痛風是長期嘌呤代謝障礙、血尿酸增高導致單鈉尿酸鹽沉積于骨關節，引發的急、慢性炎癥和組織損傷[6]。目前，研究認為急性痛風性關節炎主要與TLR4/NF-κB的炎性信號通路有關。NF-κB是一種DNA結合蛋白因子，參與不同促炎分子和不同酶的轉錄，如細胞因子、趨化因子、細胞黏附等。當MSU沉積于細胞外時，與細胞膜上的Toll樣受體結合，活化NF-κB，進一步激活NLRP3炎癥小體，誘導pro-Caspase-1自我剪切為活化的Caspase-1，進而活化IL-1β、IL-18，激活下游的一系列炎癥反應[7-8]。IL-10是一種抑制軟骨分解的細胞因子[9]，可直接抑制破壞軟骨的IL-1和TNF-α等炎性因子的合成。

中醫學將本病納入“骨痹、痹證、筋痹、歷節風、白虎歷節”等范疇，主要因先天脾腎不足，或七情損傷、或飲食不當、或關節外傷，致痰濁內聚，或加之外感邪氣，形成熱毒、痰濁、瘀血滯留肢體筋脈關節，形成紅、腫；焮熱及劇痛[10-11]。息痛散由石膏、忍冬藤、黃柏、蒼術、牛膝、桃仁、全蝎等組成。方中生石膏，辛甘性寒，清透肌膚骨節郁熱；忍冬藤清熱解毒、宣泄風熱，兩藥共為君藥；蒼術燥濕健脾，黃柏清熱燥濕，合為臣藥；桃仁、全蝎活血化瘀、通絡止痛；川牛膝祛風除濕、疏經通絡，且引藥下行，使諸藥直達病所。全方共奏清熱瀉火、祛瘀通絡、燥濕化痰之功。

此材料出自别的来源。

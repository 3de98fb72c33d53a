//! Secret store error types.
//!
//! Every variant carries enough context to diagnose the problem without a
//! debugger. Error messages never include stored values — only keys, paths,
//! and backend reasons.

/// Errors that can occur during secret store operations.
#[derive(Debug, thiserror::Error)]
pub enum StoreError {
    /// Failed to open or initialize the store at the given path.
    #[error("failed to open secret store at '{path}': {reason}")]
    Open { path: String, reason: String },

    /// Failed to read a value from the store.
    #[error("failed to read key '{key}': {reason}")]
    Read { key: String, reason: String },

    /// Failed to write a value to the store.
    #[error("failed to write key '{key}': {reason}")]
    Write { key: String, reason: String },

    /// Failed to delete a key from the store.
    #[error("failed to delete key '{key}': {reason}")]
    Delete { key: String, reason: String },

    /// Failed to list keys with the given prefix.
    #[error("failed to list keys with prefix '{prefix}': {reason}")]
    List { prefix: String, reason: String },

    /// The store file exists but could not be authenticated or parsed.
    /// Wrong key, corrupted ciphertext, or a tampered file all land here.
    #[error("secret store at '{path}' is corrupt or the key is wrong: {reason}")]
    Corrupt { path: String, reason: String },

    /// The supplied store key is malformed (wrong length or not hex).
    #[error("invalid store key: {reason}")]
    InvalidKey { reason: String },
}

近年來，中藥復方治療AGA研究比較多，證實清熱祛濕、通絡止痛的中藥復方具有消炎止痛的作用，可以改善患者的關節疼痛等癥狀[12]，但目前大部分研究僅停留在藥效學方面，缺乏深入的機制研究[13-14]。本研究發現息痛散可以減輕HUA+AGA大鼠模型關節腫脹度，改善滑膜組織的炎性反應，調節血清中TGF-β1、IL-1β、IL-10、Histamin水平，降低踝關節滑膜組織中Caspase-1、TNF-α、NF-κB蛋白的表達，其作用機制可能與TLR4/NF-κB信號通路抑制NLRP3炎性體激活有關。高尿酸血癥是導致AGA的主要因素，故本研究采用的是高尿酸血癥+急性痛風性關節炎模型，更符合人類急性痛風性關節炎的發病機制，但可能由于采用的是急性炎癥期模型，故對關節軟骨暫未形成明顯破壞，需要日后進一步完善。